> [AIM OF THE EXERCISE]: Please say how many lines in the records below contain the word "consumes", giving only the number.

--- DATA FOR REVIEW Enclosed Below ---

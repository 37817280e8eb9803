//! Utility functions for the cortical framework.
//!
//! Small helpers shared by the engine modules: splittable random sub-streams,
//! dedup sampling for synapse growth, and dense source-bit masks.

use bitvec::vec::BitVec;
use rand::rngs::StdRng;
use rand::{Rng, SeedableRng};

/// Split a fresh random sub-stream off a parent stream.
///
/// Every stochastic decision in the layer (winner tie-breaking, synapse
/// source sampling) consumes its own sub-stream so that determinism does not
/// depend on how much randomness any single site consumes. The parent stream
/// advances by exactly one draw per split.
///
/// # Examples
///
/// ```
/// use cortical::util::split_rng;
/// use rand::SeedableRng;
///
/// let mut parent = rand::rngs::StdRng::seed_from_u64(42);
/// let _sub_a = split_rng(&mut parent);
/// let _sub_b = split_rng(&mut parent);
/// ```
#[inline]
pub fn split_rng(rng: &mut StdRng) -> StdRng {
    StdRng::seed_from_u64(rng.gen())
}

/// Build a dense membership mask of `width` bits from a sparse index list.
///
/// Indices must be < `width`; out-of-range indices are a caller bug and are
/// checked in debug builds only.
pub fn bit_mask<I>(width: usize, bits: I) -> BitVec
where
    I: IntoIterator<Item = usize>,
{
    let mut mask = BitVec::repeat(false, width);
    for bit in bits {
        debug_assert!(bit < width, "bit {} out of mask width {}", bit, width);
        mask.set(bit, true);
    }
    mask
}

/// Sample up to `n` distinct values from `candidates` by drawing `n` times
/// with replacement and deduplicating.
///
/// The result is sorted ascending and may contain fewer than `n` values;
/// callers that need a minimum count check the length themselves. An empty
/// candidate list yields an empty sample.
pub fn sample_distinct(candidates: &[usize], n: usize, rng: &mut StdRng) -> Vec<usize> {
    if candidates.is_empty() || n == 0 {
        return Vec::new();
    }
    let mut drawn: Vec<usize> = (0..n)
        .map(|_| candidates[rng.gen_range(0..candidates.len())])
        .collect();
    drawn.sort_unstable();
    drawn.dedup();
    drawn
}

/// Shuffle a slice of indices in place (Fisher-Yates).
pub fn shuffle_indices<R: Rng>(arr: &mut [usize], rng: &mut R) {
    for i in (1..arr.len()).rev() {
        let j = rng.gen_range(0..=i);
        arr.swap(i, j);
    }
}

/// Clamp a permanence into [0, 1].
#[inline]
pub fn clamp01(p: f32) -> f32 {
    p.clamp(0.0, 1.0)
}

--- End of Enclosed DATA FOR REVIEW ---

> [OUTPUT]: 2